Working data START

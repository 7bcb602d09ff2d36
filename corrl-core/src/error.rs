//! Error types for corrl-core.

use thiserror::Error;

use crate::types::ObjectId;

/// Failures of a single registry round trip.
#[derive(Debug, Clone, PartialEq, Eq, Error)]
pub enum GatewayError {
    /// The registry could not be reached at all.
    #[error("CorrLang service unreachable at {address}: {message}")]
    Transport { address: String, message: String },

    /// The registry refused the request. The reason is passed through verbatim.
    #[error("{0}")]
    Rejected(String),

    /// The registry answered with something this client cannot read.
    #[error("registry protocol error: {0}")]
    Protocol(String),
}

/// Raised by [`crate::classify::classify`] for input that is neither a file, a URL
/// nor a socket address.
#[derive(Debug, Clone, PartialEq, Eq, Error)]
pub enum ClassifyError {
    #[error("'{raw}' is neither an existing file nor a valid URL: {reason}")]
    Invalid { raw: String, reason: String },
}

/// All errors that can arise from core operations.
#[derive(Debug, Error)]
pub enum CoreError {
    /// Malformed or incomplete request. Always raised before any remote call.
    #[error("{0}")]
    Validation(String),

    #[error(transparent)]
    Classify(#[from] ClassifyError),

    /// A read request named an object that does not exist.
    #[error("cannot find {kind} with name '{name}' in project '{project}'")]
    NotFound {
        kind: &'static str,
        name: String,
        project: String,
    },

    /// `get -t` named a techspace the registry does not know.
    #[error("Techspace '{0}' not found!")]
    UnknownTechSpace(String),

    #[error(transparent)]
    Gateway(#[from] GatewayError),

    /// The configuration step was rejected and removing the endpoint created
    /// for it failed as well, leaving an orphan behind.
    #[error(
        "failed to remove endpoint '{name}' (oid: {id}) after its configuration was rejected: \
         {compensation}; original error: {original}"
    )]
    CompensationFailed {
        id: ObjectId,
        name: String,
        original: GatewayError,
        compensation: GatewayError,
    },
}

impl CoreError {
    pub fn validation(message: impl Into<String>) -> Self {
        CoreError::Validation(message.into())
    }

    /// The verbatim registry reason if this is a remote rejection.
    pub fn rejection(&self) -> Option<&str> {
        match self {
            CoreError::Gateway(GatewayError::Rejected(reason)) => Some(reason),
            _ => None,
        }
    }
}

#[cfg(test)]
mod tests {
    use super::*;

    #[test]
    fn rejection_message_is_verbatim() {
        let err = CoreError::from(GatewayError::Rejected("has no schema defined".into()));
        assert_eq!(err.to_string(), "has no schema defined");
        assert_eq!(err.rejection(), Some("has no schema defined"));
    }

    #[test]
    fn compensation_failure_mentions_both_errors() {
        let err = CoreError::CompensationFailed {
            id: ObjectId(4),
            name: "Orders".into(),
            original: GatewayError::Rejected("bad schema".into()),
            compensation: GatewayError::Transport {
                address: "http://localhost:6969".into(),
                message: "connection refused".into(),
            },
        };
        let msg = err.to_string();
        assert!(msg.contains("'Orders' (oid: 4)"), "got: {msg}");
        assert!(msg.contains("connection refused"), "got: {msg}");
        assert!(msg.contains("original error: bad schema"), "got: {msg}");
        assert_eq!(err.rejection(), None);
    }
}
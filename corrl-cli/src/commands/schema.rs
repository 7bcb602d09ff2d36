//! `corrl schema`: export an endpoint's schema through a techspace.

use std::path::PathBuf;

use anyhow::{Context, Result};
use clap::Args;

use corrl_core::query;

use super::{project_or_cwd, GlobalArgs};

#[derive(Args, Debug)]
pub struct SchemaArgs {
    #[arg(short, long)]
    pub endpoint: String,

    /// Techspace that serializes the schema.
    #[arg(short, long)]
    pub techspace: String,

    /// Target file; written by the service.
    #[arg(short, long, value_name = "FILE")]
    pub file: PathBuf,

    #[arg(short, long)]
    pub project: Option<String>,
}

impl SchemaArgs {
    pub fn run(self, global: &GlobalArgs) -> Result<()> {
        let project = project_or_cwd(self.project)?;
        let target = std::path::absolute(&self.file)
            .with_context(|| format!("invalid target path {}", self.file.display()))?;
        let (_, gateway) = global.gateway()?;
        let outcome = query::export_schema(
            &gateway,
            &project,
            &self.endpoint,
            Some(&self.techspace),
            &target,
        )?;
        super::print(&outcome);
        Ok(())
    }
}
//! Starting the CorrLang core service and waiting for it to come up.
//!
//! The service writes `<home>/PORT` once it listens; that file is the only
//! readiness signal.

use std::fs;
use std::path::{Path, PathBuf};
use std::process::{Command, Stdio};
use std::thread::sleep;
use std::time::Duration;

use crate::config::read_port_file;
use crate::error::{io_err, ClientError};
use crate::paths::{config_file, lib_dir, port_file, SERVICE_MAIN_CLASS};

/// Linear back-off for the readiness wait: attempt `n` sleeps `n * step`.
#[derive(Debug, Clone, Copy, PartialEq, Eq)]
pub struct StartupPoll {
    pub max_attempts: u32,
    pub step: Duration,
}

impl Default for StartupPoll {
    fn default() -> Self {
        Self {
            max_attempts: 10,
            step: Duration::from_millis(100),
        }
    }
}

/// Result of [`ensure_running`].
#[derive(Debug, Clone, Copy, PartialEq, Eq)]
pub struct Startup {
    pub port: u16,
    pub already_running: bool,
}

/// Starts the service unless its PORT file says it is already up.
pub fn ensure_running(home: &Path, java: &Path, poll: StartupPoll) -> Result<Startup, ClientError> {
    if let Some(port) = read_port_file(home)? {
        tracing::info!(port, "core service already running");
        return Ok(Startup {
            port,
            already_running: true,
        });
    }

    spawn_service(home, java)?;
    let port = wait_for_port(home, poll)?;
    Ok(Startup {
        port,
        already_running: false,
    })
}

/// Launches `<java> -cp <jars> CoreServiceMain <home>/config.toml` detached
/// from this process, with all standard streams discarded.
pub fn spawn_service(home: &Path, java: &Path) -> Result<(), ClientError> {
    let classpath = service_classpath(home)?;
    let child = Command::new(java)
        .arg("-cp")
        .arg(&classpath)
        .arg(SERVICE_MAIN_CLASS)
        .arg(config_file(home))
        .stdin(Stdio::null())
        .stdout(Stdio::null())
        .stderr(Stdio::null())
        .spawn()
        .map_err(|source| ClientError::Launch {
            java: java.to_path_buf(),
            source,
        })?;
    tracing::info!(pid = child.id(), java = %java.display(), "started core service process");
    Ok(())
}

/// Every `*.jar` in `<home>/lib`, sorted, joined with the platform separator.
pub fn service_classpath(home: &Path) -> Result<String, ClientError> {
    let dir = lib_dir(home);
    let mut jars: Vec<PathBuf> = match fs::read_dir(&dir) {
        Ok(entries) => entries
            .filter_map(|entry| entry.ok().map(|e| e.path()))
            .filter(|path| path.extension().is_some_and(|ext| ext == "jar"))
            .collect(),
        Err(err) if err.kind() == std::io::ErrorKind::NotFound => Vec::new(),
        Err(err) => return Err(io_err(dir, err)),
    };
    if jars.is_empty() {
        return Err(ClientError::NotInstalled(dir));
    }
    jars.sort();

    let separator = if cfg!(windows) { ";" } else { ":" };
    Ok(jars
        .iter()
        .map(|jar| jar.display().to_string())
        .collect::<Vec<_>>()
        .join(separator))
}

/// Polls for the PORT file, sleeping `attempt * step` before each check.
pub fn wait_for_port(home: &Path, poll: StartupPoll) -> Result<u16, ClientError> {
    for attempt in 0..poll.max_attempts {
        sleep(poll.step * attempt);
        if let Some(port) = read_port_file(home)? {
            tracing::debug!(attempt, port, "core service is up");
            return Ok(port);
        }
    }
    Err(ClientError::StartupTimeout {
        port_file: port_file(home),
        attempts: poll.max_attempts,
    })
}
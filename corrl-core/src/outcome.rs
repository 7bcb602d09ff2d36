//! Command outcomes and how they are rendered.
//!
//! Every command ends in exactly one [`Outcome`]. Variants are plain data;
//! rendering is their `Display` impl and never looks at the clock, the
//! terminal or the environment, so tests can compare rendered strings directly.

use std::fmt;
use std::path::PathBuf;

use chrono::{DateTime, SecondsFormat, Utc};
use tabled::{settings::Style, Table, Tabled};

use crate::types::{
    Correspondence, Endpoint, GenericObject, ObjectId, ObjectKind, ServiceInfo, TechSpace, View,
};

/// Identity of an object a command created or changed.
#[derive(Debug, Clone, PartialEq, Eq)]
pub struct ObjectRef {
    pub project: String,
    pub name: String,
    pub id: ObjectId,
    pub kind: ObjectKind,
}

/// Snapshot of the service as seen by `status`.
#[derive(Debug, Clone, PartialEq, Eq)]
pub struct ServiceStatus {
    pub port: u16,
    /// `None` when the service did not answer.
    pub info: Option<ServiceInfo>,
    /// When the snapshot was taken; uptime is measured against this.
    pub observed_at: DateTime<Utc>,
}

impl ServiceStatus {
    pub fn running(&self) -> bool {
        self.info.is_some()
    }
}

/// Detail views for `get`.
#[derive(Debug, Clone, PartialEq, Eq)]
pub enum Details {
    TechSpace(TechSpace),
    Endpoint(Endpoint),
    Correspondence {
        correspondence: Correspondence,
        /// Names of the bound endpoints, in binding order.
        endpoint_names: Vec<String>,
    },
    View {
        view: View,
        correspondence_name: String,
    },
}

#[derive(Debug, Clone, PartialEq, Eq)]
pub enum Outcome {
    InstallInfo {
        cli_version: String,
        home: PathBuf,
        service_version: Option<String>,
    },
    Installed {
        version: String,
        home: PathBuf,
        /// An earlier installation's `lib`/`bin` were replaced.
        overwritten: bool,
    },
    ServiceStarted {
        port: u16,
        already_running: bool,
    },
    ServiceStopped {
        was_running: bool,
    },
    ServiceStatus(ServiceStatus),
    TechSpaces {
        names: Vec<String>,
    },
    ObjectList {
        entries: Vec<GenericObject>,
    },
    Created(ObjectRef),
    Updated(ObjectRef),
    SchemaExported {
        path: PathBuf,
    },
    SpecMerged {
        project: String,
        path: PathBuf,
    },
    Details(Details),
}

pub const LOGO: &str = "╔═╗┌─┐┬─┐┬─┐╦  ┌─┐┌┐┌┌─┐\n\
                        ║  │ │├┬┘├┬┘║  ├─┤││││ ┬\n\
                        ╚═╝└─┘┴└─┴└─╩═╝┴ ┴┘└┘└─┘";

#[derive(Tabled)]
struct ObjectRow {
    #[tabled(rename = "type")]
    kind: String,
    #[tabled(rename = "project")]
    project: String,
    #[tabled(rename = "name")]
    name: String,
    #[tabled(rename = "oid")]
    id: u32,
}

impl fmt::Display for Outcome {
    fn fmt(&self, f: &mut fmt::Formatter<'_>) -> fmt::Result {
        match self {
            Outcome::InstallInfo {
                cli_version,
                home,
                service_version,
            } => {
                writeln!(f, "{LOGO}")?;
                writeln!(f, "CorrLang CLI version: {cli_version}")?;
                writeln!(f, "CorrLang home: {}", home.display())?;
                match service_version {
                    Some(version) => write!(f, "CorrLang service version: {version}"),
                    None => write!(f, "CorrLang service not installed."),
                }
            }
            Outcome::Installed {
                version,
                home,
                overwritten,
            } => {
                if *overwritten {
                    writeln!(f, "Replaced the previous installation in {}.", home.display())?;
                }
                write!(
                    f,
                    "CorrLang version {version} was successfully installed at: {}",
                    home.display()
                )
            }
            Outcome::ServiceStarted {
                port,
                already_running,
            } => {
                if *already_running {
                    write!(f, "CorrLang core service is already running on TCP/{port}.")
                } else {
                    write!(f, "CorrLang core service started on TCP/{port}.")
                }
            }
            Outcome::ServiceStopped { was_running } => {
                if *was_running {
                    write!(f, "CorrLang core service has been stopped.")
                } else {
                    write!(f, "CorrLang core service was not running.")
                }
            }
            Outcome::ServiceStatus(status) => render_status(f, status),
            Outcome::TechSpaces { names } => {
                write!(f, "Techspaces")?;
                if names.is_empty() {
                    return write!(f, "\n<empty>");
                }
                for name in names {
                    write!(f, "\n - {name}")?;
                }
                Ok(())
            }
            Outcome::ObjectList { entries } => {
                if entries.is_empty() {
                    return write!(f, "<empty>");
                }
                let rows: Vec<ObjectRow> = entries
                    .iter()
                    .map(|entry| ObjectRow {
                        kind: entry.kind.to_string(),
                        project: entry.project.clone(),
                        name: entry.name.clone(),
                        id: entry.id.0,
                    })
                    .collect();
                let mut table = Table::new(rows);
                table.with(Style::rounded());
                write!(f, "{table}")
            }
            Outcome::Created(object) => write!(
                f,
                "{} '{}' created in project '{}' (oid: {}).",
                object.kind, object.name, object.project, object.id
            ),
            Outcome::Updated(object) => write!(
                f,
                "{} '{}' in project '{}' (oid: {}) updated.",
                object.kind, object.name, object.project, object.id
            ),
            Outcome::SchemaExported { path } => {
                write!(f, "Schema exported to: {}", path.display())
            }
            Outcome::SpecMerged { project, path } => write!(
                f,
                "Specification '{}' merged into project '{project}'.",
                path.display()
            ),
            Outcome::Details(details) => render_details(f, details),
        }
    }
}

fn render_status(f: &mut fmt::Formatter<'_>, status: &ServiceStatus) -> fmt::Result {
    writeln!(f, "=== CorrLang Service Status ===")?;
    let Some(info) = &status.info else {
        return write!(f, "Status      : OFFLINE");
    };
    writeln!(f, "Status      : RUNNING")?;
    writeln!(f, "API version : {}", info.api_version)?;
    writeln!(f, "Service PID : {}", info.pid)?;
    writeln!(f, "Service Port: TCP/{}", status.port)?;
    writeln!(
        f,
        "Startup TS  : {}",
        info.started_at.to_rfc3339_opts(SecondsFormat::Secs, true)
    )?;
    write!(
        f,
        "Uptime      : {}",
        format_uptime(status.observed_at - info.started_at)
    )
}

fn render_details(f: &mut fmt::Formatter<'_>, details: &Details) -> fmt::Result {
    match details {
        Details::TechSpace(techspace) => {
            writeln!(f, "=== {} ===", techspace.name)?;
            writeln!(f, "{}", techspace.description)?;
            writeln!(f, "developed by: {}", techspace.developer)?;
            write!(f, "capabilities:")?;
            for capability in &techspace.capabilities {
                write!(f, "\n - {capability}")?;
            }
            Ok(())
        }
        Details::Endpoint(endpoint) => {
            writeln!(f, "=== {} ===", endpoint.name)?;
            writeln!(f, "project  : {}", endpoint.project)?;
            writeln!(f, "oid      : {}", endpoint.id)?;
            writeln!(f, "type     : {}", endpoint.endpoint_type)?;
            write!(
                f,
                "schema   : {}",
                if endpoint.schema_registered {
                    "registered"
                } else {
                    "unavailable"
                }
            )?;
            if !endpoint.datasets.is_empty() {
                write!(f, "\ndatasets :")?;
                for dataset in &endpoint.datasets {
                    match dataset.uuid {
                        Some(uuid) => write!(f, "\n - {uuid} <{}>", dataset.url)?,
                        None => write!(f, "\n - <{}>", dataset.url)?,
                    }
                }
            }
            if let Some(address) = &endpoint.service_address {
                if let Some(url) = &address.url {
                    write!(f, "\nURI      : {url}")?;
                }
                if let Some(port) = address.port {
                    let transport = if address.udp { "UDP" } else { "TCP" };
                    write!(f, "\nservice  : {transport}/{}:{port}", address.host)?;
                }
            }
            Ok(())
        }
        Details::Correspondence {
            correspondence,
            endpoint_names,
        } => {
            writeln!(f, "=== {} ===", correspondence.name)?;
            writeln!(f, "project   : {}", correspondence.project)?;
            writeln!(f, "oid       : {}", correspondence.id)?;
            write!(f, "endpoints :")?;
            for name in endpoint_names {
                write!(f, "\n - {name}")?;
            }
            Ok(())
        }
        Details::View {
            view,
            correspondence_name,
        } => {
            writeln!(f, "=== {} ===", view.name)?;
            writeln!(f, "project        : {}", view.project)?;
            writeln!(f, "oid            : {}", view.id)?;
            writeln!(f, "correspondence : {correspondence_name}")?;
            write!(f, "endpoint type  : {}", view.endpoint_type)
        }
    }
}

/// `"2h 03m 07s"`; negative spans (clock skew) render as zero.
fn format_uptime(span: chrono::Duration) -> String {
    let secs = span.num_seconds().max(0);
    format!("{}h {:02}m {:02}s", secs / 3600, (secs % 3600) / 60, secs % 60)
}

Working data END

Action item:
Wherever the string "rendered" occurs in the entries, copy that whole line.

Your response:
//! Command outcomes and how they are rendered.
//! terminal or the environment, so tests can compare rendered strings directly.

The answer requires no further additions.